Christina is a 28 year old mother of two children aged 11 and 8. She works for a financial institution in Victoria ... Her husband also works on a full time basis in a trade.

This poor woman works from three o’clock in the afternoon to 11 o’clock at night and her husband works till 2 pm. This is an example of flexibility in the work force. ACCI say:

... Christina is able to care for their children every morning, take them to school, and participate in school life whilst maintaining a full time job ... Her husband picks up the children from school each afternoon.

So this poor woman works all night, gets up in the morning to get their kids to school, presumably does all the housework and everything in the meantime, and her husband works during the day and looks after the kids at night. The ACCI admit that the couple are not able to afford child care. This is the kind of world that is held up for us by Senator Troeth and others on the government side as an example of how we want our community to work. The example is of two people working full time, unable to pay child care and not seeing each other because they are working in two very different jobs in order to keep their family together. If that is the kind of system that the government wants, I am very sure that I do not want to be part of it.

Certainly, changes will be warranted over time, but the government have not taken on the tough changes that we need to make to improve productivity—the changes we need in infrastructure, education, skills development and innovation. The government have wimped out on that. They have chosen to go back to a system that they have been working on for decades which will drive down minimum wages and get rid of unions.
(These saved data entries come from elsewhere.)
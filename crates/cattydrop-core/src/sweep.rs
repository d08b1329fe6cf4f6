//! 后台保留期清理
//!
//! 定时扫描文件存储，驱逐超过保留期的记录并清理孤儿 blob。
//! 循环永远不会让宿主进程崩溃：单条失败在 [`FileStore::evict_expired`]
//! 内部记日志跳过，整轮失败在这里记日志并缩短一次重试间隔，
//! 之后恢复正常节奏。

use std::sync::Arc;

use log::{error, info};
use tokio::task::JoinHandle;

use crate::store::FileStore;

/// 保留期清理任务
pub struct RetentionSweeper {
    store: Arc<FileStore>,
    ttl: chrono::Duration,
    interval: std::time::Duration,
    retry: std::time::Duration,
}

impl RetentionSweeper {
    pub fn new(
        store: Arc<FileStore>,
        ttl: chrono::Duration,
        interval: std::time::Duration,
        retry: std::time::Duration,
    ) -> Self {
        Self {
            store,
            ttl,
            interval,
            retry,
        }
    }

    /// 启动后台循环；通过返回的句柄可以取消任务
    pub fn spawn(self) -> JoinHandle<()> {
        tokio::spawn(async move { self.run().await })
    }

    async fn run(self) {
        info!(
            "Retention sweeper running every {:?} (ttl {}s)",
            self.interval,
            self.ttl.num_seconds()
        );
        let mut retry_next = false;
        loop {
            let delay = if retry_next { self.retry } else { self.interval };
            retry_next = false;
            tokio::time::sleep(delay).await;

            match self.sweep_once().await {
                Ok((evicted, orphans)) => {
                    if evicted > 0 || orphans > 0 {
                        info!(
                            "Sweep evicted {} expired file(s), removed {} orphan(s)",
                            evicted, orphans
                        );
                    }
                }
                Err(e) => {
                    error!("Sweep cycle failed: {}, retrying in {:?}", e, self.retry);
                    retry_next = true;
                }
            }
        }
    }

    /// 单次清理：先按保留期驱逐记录，再清理孤儿 blob
    pub async fn sweep_once(&self) -> anyhow::Result<(usize, usize)> {
        let evicted = self.store.evict_expired(self.ttl).await;
        let orphans = self.store.remove_orphans(self.ttl).await?;
        Ok((evicted, orphans))
    }
}
//! 端到端 API 测试
//!
//! 在随机端口起一个完整服务，用 reqwest / tokio-tungstenite
//! 模拟浏览器客户端走完上传、下载、消息和实时通道的全流程。

use std::net::SocketAddr;
use std::sync::Arc;

use cattydrop_core::AppConfig;
use cattydrop_server::{AppState, router};
use futures_util::{SinkExt, StreamExt};
use serde_json::Value;
use tokio_tungstenite::tungstenite::Message;

type WsClient = tokio_tungstenite::WebSocketStream<
    tokio_tungstenite::MaybeTlsStream<tokio::net::TcpStream>,
>;

struct TestServer {
    base: String,
    _upload_dir: tempfile::TempDir,
}

impl TestServer {
    async fn spawn() -> Self {
        Self::spawn_with(|_| {}).await
    }

    async fn spawn_with(tweak: impl FnOnce(&mut AppConfig)) -> Self {
        let upload_dir = tempfile::tempdir().unwrap();
        let mut config = AppConfig {
            upload_dir: upload_dir.path().to_path_buf(),
            ..Default::default()
        };
        tweak(&mut config);

        let state = AppState::new(config).await.unwrap();
        let app = router(state);
        let listener = tokio::net::TcpListener::bind("127.0.0.1:0").await.unwrap();
        let addr = listener.local_addr().unwrap();
        tokio::spawn(async move {
            axum::serve(
                listener,
                app.into_make_service_with_connect_info::<SocketAddr>(),
            )
            .await
            .unwrap();
        });

        Self {
            base: format!("http://{addr}"),
            _upload_dir: upload_dir,
        }
    }

    fn url(&self, path: &str) -> String {
        format!("{}{}", self.base, path)
    }

    async fn connect_ws(&self) -> WsClient {
        let ws_url = self.base.replace("http://", "ws://") + "/ws";
        let (ws, _) = tokio_tungstenite::connect_async(ws_url).await.unwrap();
        ws
    }
}

async fn upload(client: &reqwest::Client, server: &TestServer, name: &str, bytes: &[u8]) -> Value {
    let form = reqwest::multipart::Form::new().part(
        "file",
        reqwest::multipart::Part::bytes(bytes.to_vec()).file_name(name.to_string()),
    );
    client
        .post(server.url("/upload"))
        .multipart(form)
        .send()
        .await
        .unwrap()
        .json()
        .await
        .unwrap()
}

async fn next_event(ws: &mut WsClient) -> Value {
    loop {
        match ws.next().await.expect("socket closed").unwrap() {
            Message::Text(text) => return serde_json::from_str(&text).unwrap(),
            _ => continue,
        }
    }
}

/// 上传 10 字节的 a.txt，列表、下载、删除走完整个生命周期
#[tokio::test]
async fn test_upload_list_download_delete() {
    let server = TestServer::spawn().await;
    let client = reqwest::Client::new();

    let body = upload(&client, &server, "a.txt", b"0123456789").await;
    assert_eq!(body["success"], true);
    assert_eq!(body["originalName"], "a.txt");
    assert_eq!(body["sizeBytes"], 10);
    let storage_key = body["storageKey"].as_str().unwrap().to_string();

    let files: Value = client
        .get(server.url("/files"))
        .send()
        .await
        .unwrap()
        .json()
        .await
        .unwrap();
    let files = files.as_array().unwrap();
    assert_eq!(files.len(), 1);
    assert_eq!(files[0]["originalName"], "a.txt");
    assert_eq!(files[0]["sizeBytes"], 10);
    assert_eq!(files[0]["downloadURL"], format!("/download/{storage_key}"));

    let download = client
        .get(server.url(&format!("/download/{storage_key}")))
        .send()
        .await
        .unwrap();
    assert_eq!(download.status(), 200);
    let disposition = download.headers()["content-disposition"].to_str().unwrap();
    assert!(disposition.contains("a.txt"));
    assert_eq!(download.bytes().await.unwrap().as_ref(), b"0123456789");

    let deleted: Value = client
        .delete(server.url(&format!("/delete/{storage_key}")))
        .send()
        .await
        .unwrap()
        .json()
        .await
        .unwrap();
    assert_eq!(deleted["success"], true);

    // 删除后下载和再次删除都是 404
    assert_eq!(
        client
            .get(server.url(&format!("/download/{storage_key}")))
            .send()
            .await
            .unwrap()
            .status(),
        404
    );
    assert_eq!(
        client
            .delete(server.url(&format!("/delete/{storage_key}")))
            .send()
            .await
            .unwrap()
            .status(),
        404
    );
}

#[tokio::test]
async fn test_upload_without_file_part_is_bad_request() {
    let server = TestServer::spawn().await;
    let client = reqwest::Client::new();

    let form = reqwest::multipart::Form::new().text("other", "x");
    let resp = client
        .post(server.url("/upload"))
        .multipart(form)
        .send()
        .await
        .unwrap();
    assert_eq!(resp.status(), 400);
    let body: Value = resp.json().await.unwrap();
    assert_eq!(body["error"], "No file provided");

    // file 字段存在但没有文件名
    let form = reqwest::multipart::Form::new()
        .part("file", reqwest::multipart::Part::bytes(b"data".to_vec()));
    let resp = client
        .post(server.url("/upload"))
        .multipart(form)
        .send()
        .await
        .unwrap();
    assert_eq!(resp.status(), 400);
    let body: Value = resp.json().await.unwrap();
    assert_eq!(body["error"], "No file selected");
}

#[tokio::test]
async fn test_oversized_upload_is_payload_too_large() {
    let server = TestServer::spawn_with(|config| config.max_upload_bytes = 16).await;
    let client = reqwest::Client::new();

    let resp = client
        .post(server.url("/upload"))
        .multipart(reqwest::multipart::Form::new().part(
            "file",
            reqwest::multipart::Part::bytes(vec![0u8; 64]).file_name("big.bin"),
        ))
        .send()
        .await
        .unwrap();
    assert_eq!(resp.status(), 413);

    // 失败的上传不留任何记录
    let files: Value = client
        .get(server.url("/files"))
        .send()
        .await
        .unwrap()
        .json()
        .await
        .unwrap();
    assert!(files.as_array().unwrap().is_empty());
}

/// 通过 WebSocket 发 "hi" / "bye"，快照顺序与广播都符合约定
#[tokio::test]
async fn test_messages_over_websocket() {
    let server = TestServer::spawn().await;
    let client = reqwest::Client::new();
    let mut ws = server.connect_ws().await;

    ws.send(Message::Text(
        r#"{"event":"send_message","data":{"text":"hi"}}"#.to_string(),
    ))
    .await
    .unwrap();
    let event = next_event(&mut ws).await;
    assert_eq!(event["event"], "new_message");
    assert_eq!(event["data"]["text"], "hi");
    assert_eq!(event["data"]["sender"], "127.0.0.1");

    ws.send(Message::Text(
        r#"{"event":"send_message","data":{"text":"bye"}}"#.to_string(),
    ))
    .await
    .unwrap();
    let event = next_event(&mut ws).await;
    assert_eq!(event["data"]["text"], "bye");

    let messages: Value = client
        .get(server.url("/messages"))
        .send()
        .await
        .unwrap()
        .json()
        .await
        .unwrap();
    let texts: Vec<&str> = messages
        .as_array()
        .unwrap()
        .iter()
        .map(|m| m["text"].as_str().unwrap())
        .collect();
    assert_eq!(texts, vec!["hi", "bye"]);

    // 清空后快照为空，且已连接客户端收到 messages_cleared
    let cleared: Value = client
        .post(server.url("/clear_messages"))
        .send()
        .await
        .unwrap()
        .json()
        .await
        .unwrap();
    assert_eq!(cleared["success"], true);
    let event = next_event(&mut ws).await;
    assert_eq!(event["event"], "messages_cleared");

    let messages: Value = client
        .get(server.url("/messages"))
        .send()
        .await
        .unwrap()
        .json()
        .await
        .unwrap();
    assert!(messages.as_array().unwrap().is_empty());
}

/// 两个已连接客户端按提交顺序观察到同一串事件
#[tokio::test]
async fn test_broadcast_order_across_clients() {
    let server = TestServer::spawn().await;
    let client = reqwest::Client::new();
    let mut first = server.connect_ws().await;
    let mut second = server.connect_ws().await;

    let body = upload(&client, &server, "a.txt", b"0123456789").await;
    let storage_key = body["storageKey"].as_str().unwrap().to_string();
    first
        .send(Message::Text(
            r#"{"event":"send_message","data":{"text":"hello"}}"#.to_string(),
        ))
        .await
        .unwrap();
    // 等消息提交后再删除，保证全局顺序确定
    let event = next_event(&mut first).await;
    assert_eq!(event["event"], "file_uploaded");
    let event = next_event(&mut first).await;
    assert_eq!(event["event"], "new_message");
    client
        .delete(server.url(&format!("/delete/{storage_key}")))
        .send()
        .await
        .unwrap();
    let event = next_event(&mut first).await;
    assert_eq!(event["event"], "file_deleted");
    assert_eq!(event["data"]["storageKey"], storage_key);

    // 第二个客户端看到完全相同的顺序
    let event = next_event(&mut second).await;
    assert_eq!(event["event"], "file_uploaded");
    assert_eq!(event["data"]["storageKey"], storage_key);
    assert_eq!(event["data"]["downloadURL"], format!("/download/{storage_key}"));
    let event = next_event(&mut second).await;
    assert_eq!(event["event"], "new_message");
    assert_eq!(event["data"]["text"], "hello");
    let event = next_event(&mut second).await;
    assert_eq!(event["event"], "file_deleted");
}

#[tokio::test]
async fn test_landing_page_embeds_qr_code() {
    let server = TestServer::spawn().await;
    let resp = reqwest::get(server.url("/")).await.unwrap();
    assert_eq!(resp.status(), 200);
    let page = resp.text().await.unwrap();
    assert!(page.contains("data:image/png;base64,"));
    assert!(page.contains("/ws"));
}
It will drive us down to a lower range economy in order to force up productivity by threatening wages that do not allow families a living wage without giving up their holidays, without giving up their public holidays and without working the kinds of hours that the ACCI reckon are a good thing.

That is one of the main reasons that I oppose this legislation. It is using an old system; it is not making the changes that are required for our new world, to meet the global changes. It merely puts off for another time—and, presumably, a new Labor government—the sorts of changes that are being called for by industry in order to boost productivity. Productivity has dropped. The government have recognised this but they choose to blame workers instead of blaming themselves for not keeping up with trends in infrastructure, education and skills development. That is why I will be opposing this legislation at all stages. I hope that there is some government support for this view, particularly from those government members who will see fragmentation of the work force occurring in their rural and regional areas.